They do offer an RSS feed of each newsletter though - add /feed to the newsletter subdomain to get it. Mine is at https://simonw.substack.com/feed.

So we can get data back out again... but what about getting data in? I don't want to manually assemble a newsletter from all of these different sources of data.

That's where copy-and-paste comes in.

The Substack compose editor incorporates a well built rich-text editor. You can paste content into it and it will clean it up to fit the subset of HTML that Substack supports... but that's a pretty decent subset. Headings, paragraphs, lists, links, code blocks and images are all supported.

The vast majority of content on my blog fits that subset neatly.

Crucially, pasting in images as part of that rich text content Just Works: Substack automatically copies any images to their substack-post-media S3 bucket and embeds links to their CDN in the body of the newsletter.
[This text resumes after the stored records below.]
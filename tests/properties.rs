//! Property tests for shift classification, time arithmetic and aggregation.

use chrono::{Datelike, Days, NaiveDate, Weekday};
use proptest::prelude::*;
use rust_decimal::Decimal;

use shift_pay_engine::calculation::{
    aggregate_month, classify_shift, compute_streak, elapsed_hours,
};
use shift_pay_engine::config::PayRules;
use shift_pay_engine::models::{Job, MonthPeriod, Shift, ShiftType};

// 2026-01-11 is a Sunday
fn day_of_week(offset: u64) -> NaiveDate {
    NaiveDate::from_ymd_opt(2026, 1, 11).unwrap() + Days::new(offset)
}

fn shift_type_strategy() -> impl Strategy<Value = ShiftType> {
    prop_oneof![
        Just(ShiftType::Morning),
        Just(ShiftType::Afternoon),
        Just(ShiftType::Night),
    ]
}

// Quarter hours from 0 to 24
fn hours_strategy() -> impl Strategy<Value = Decimal> {
    (0i64..=96).prop_map(|quarters| Decimal::new(quarters * 25, 2))
}

fn clock_strategy() -> impl Strategy<Value = String> {
    (0u32..24, 0u32..60).prop_map(|(h, m)| format!("{:02}:{:02}", h, m))
}

proptest! {
    #[test]
    fn prop_buckets_sum_to_hours(
        offset in 0u64..7,
        shift_type in shift_type_strategy(),
        hours in hours_strategy(),
    ) {
        let r = classify_shift(
            day_of_week(offset),
            hours,
            shift_type,
            Decimal::from(50),
            &PayRules::default(),
        )
        .unwrap();
        prop_assert_eq!(
            r.regular_hours + r.overtime125_hours + r.overtime150_hours + r.unclassified_hours,
            hours
        );
        prop_assert!(r.regular_hours >= Decimal::ZERO);
        prop_assert!(r.overtime125_hours >= Decimal::ZERO);
        prop_assert!(r.overtime150_hours >= Decimal::ZERO);
        prop_assert_eq!(r.total_pay, r.regular_pay + r.overtime125_pay + r.overtime150_pay);
        prop_assert_eq!(
            r.is_overtime,
            r.overtime125_hours > Decimal::ZERO || r.overtime150_hours > Decimal::ZERO
        );
    }

    #[test]
    fn prop_sunday_to_thursday_day_shifts_all_regular(
        offset in 0u64..5,
        morning in any::<bool>(),
        hours in hours_strategy(),
    ) {
        let shift_type = if morning { ShiftType::Morning } else { ShiftType::Afternoon };
        let r = classify_shift(day_of_week(offset), hours, shift_type, Decimal::from(50), &PayRules::default()).unwrap();
        prop_assert_eq!(r.regular_hours, hours);
        prop_assert!(!r.is_overtime);
        prop_assert_eq!(r.total_pay, hours * Decimal::from(50));
    }

    #[test]
    fn prop_only_night_leaves_hours_unclassified(
        offset in 0u64..7,
        shift_type in shift_type_strategy(),
        hours in hours_strategy(),
    ) {
        let date = day_of_week(offset);
        let r = classify_shift(date, hours, shift_type, Decimal::from(50), &PayRules::default()).unwrap();
        let night_rule = shift_type == ShiftType::Night && date.weekday() != Weekday::Sat;
        if !night_rule {
            prop_assert_eq!(r.unclassified_hours, Decimal::ZERO);
        }
    }

    #[test]
    fn prop_elapsed_hours_within_a_day(start in clock_strategy(), end in clock_strategy()) {
        let hours = elapsed_hours(&start, &end).unwrap();
        prop_assert!(hours >= Decimal::ZERO);
        prop_assert!(hours < Decimal::from(24));
        if start == end {
            prop_assert_eq!(hours, Decimal::ZERO);
        }
    }

    #[test]
    fn prop_month_total_is_pay_plus_transport(
        days in proptest::collection::vec(
            (0u64..31, shift_type_strategy(), hours_strategy()),
            0..20,
        ),
    ) {
        let job = Job::new("job_001", Decimal::from(40), Decimal::from(150));
        let start = NaiveDate::from_ymd_opt(2026, 1, 1).unwrap();
        let shifts: Vec<Shift> = days
            .iter()
            .enumerate()
            .map(|(i, (offset, shift_type, hours))| {
                Shift::with_hours(
                    format!("s{}", i),
                    "job_001",
                    start + Days::new(*offset),
                    *hours,
                    *shift_type,
                )
            })
            .collect();
        let period = MonthPeriod::new(2026, 1).unwrap();

        let totals = aggregate_month(&shifts, &job, period, &PayRules::default()).unwrap();
        let expected_transport = if shifts.is_empty() { Decimal::ZERO } else { Decimal::from(150) };

        prop_assert_eq!(totals.transport_payment, expected_transport);
        prop_assert_eq!(
            totals.total_pay,
            totals.regular_pay + totals.overtime_pay + totals.transport_payment
        );
        prop_assert_eq!(totals.shift_ids.len(), shifts.len());
    }

    #[test]
    fn prop_streak_of_consecutive_days(len in 1u32..60, today_logged in any::<bool>()) {
        let today = NaiveDate::from_ymd_opt(2026, 10, 19).unwrap();
        let first_offset = if today_logged { 0 } else { 1 };
        let dates: Vec<NaiveDate> = (0..len)
            .map(|i| today - Days::new(u64::from(i + first_offset)))
            .collect();

        prop_assert_eq!(compute_streak(dates, today), len);
    }
}
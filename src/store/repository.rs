//! Storage port for work records and the save paths built on it.

use async_trait::async_trait;
use tracing::info;

use crate::calculation::aggregate_month;
use crate::config::PayRules;
use crate::error::EngineResult;
use crate::models::{Job, LeaveDays, ManualWorkRecord, MonthPeriod, RecordKey, Shift, WorkRecord};

/// Storage for monthly work records, at most one per [`RecordKey`].
#[async_trait]
pub trait WorkRecordRepository: Send + Sync {
    /// Returns the record stored under `key`, if any.
    async fn find(&self, key: &RecordKey) -> EngineResult<Option<WorkRecord>>;

    /// Inserts `record`, or overwrites the record already stored under its key.
    ///
    /// An overwritten record keeps its existing ID. Returns the stored record.
    async fn upsert(&self, record: WorkRecord) -> EngineResult<WorkRecord>;

    /// Returns every stored record ordered by year, month and job.
    async fn list(&self) -> EngineResult<Vec<WorkRecord>>;

    /// Deletes the record with `id`.
    ///
    /// # Errors
    ///
    /// Returns `RecordNotFound` when no record has that ID.
    async fn delete(&self, id: &str) -> EngineResult<()>;
}

/// Aggregates a job's month from its shifts and stores the result.
///
/// Saving the same (job, year, month) again replaces the totals in place; no
/// duplicate record is created.
///
/// # Errors
///
/// Propagates aggregation and storage errors.
pub async fn save_monthly_record(
    repo: &dyn WorkRecordRepository,
    shifts: &[Shift],
    job: &Job,
    period: MonthPeriod,
    leave: LeaveDays,
    rules: &PayRules,
) -> EngineResult<WorkRecord> {
    let totals = aggregate_month(shifts, job, period, rules)?;
    let record = WorkRecord::from_totals(job.id.clone(), period, &totals, leave);
    let stored = repo.upsert(record).await?;

    info!(
        record_id = %stored.id,
        job_id = %stored.job_id,
        period = %period,
        total_pay = %stored.total_pay,
        "Saved monthly work record"
    );

    Ok(stored)
}

/// Stores a manually entered month, replacing any record under its key.
///
/// # Errors
///
/// Returns `InvalidMonth` for a month outside 1-12, or a storage error.
pub async fn save_manual_record(
    repo: &dyn WorkRecordRepository,
    manual: &ManualWorkRecord,
) -> EngineResult<WorkRecord> {
    let record = WorkRecord::from_manual(manual)?;
    let stored = repo.upsert(record).await?;

    info!(
        record_id = %stored.id,
        job_id = %stored.job_id,
        year = stored.year,
        month = stored.month,
        "Saved manual work record"
    );

    Ok(stored)
}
So... if I can generate the intended rich-text HTML for my whole newsletter, I can copy and paste it directly into the Substack.

That's exactly what my new Observable notebook does: https://observablehq.com/@simonw/blog-to-newsletter

Generating HTML is a well trodden path, but I also wanted a "copy to clipboard" button that would copy the rich text version of that HTML such that pasting it into Substack would do the right thing.

With a bit of help from MDN and ChatGPT (my TIL) I figured out the following:

function copyRichText(html) {
  const htmlContent = html;
  // Create a temporary element to hold the HTML content
  const tempElement = document.createElement("div");
  tempElement.innerHTML = htmlContent;
  document.body.appendChild(tempElement);
  // Select the HTML content
  const range = document.createRange();
  range.selectNode(tempElement);
  // Copy the selected HTML content to the clipboard
  const selection = window.getSelection();
  selection.removeAllRanges();
  selection.addRange(range);
  document.execCommand("copy");
  selection.removeAllRanges();
  document.body.removeChild(tempElement);
}

This works great! Set up a button that triggers that function and clicking that button will copy a rich text version of the HTML to the clipboard, such that pasting it directly into the Substack editor has the desired effect.

Assembling the HTML

I love using Observable Notebooks for this kind of project: quick data integration tools that need a UI and will likely be incrementally improved over time.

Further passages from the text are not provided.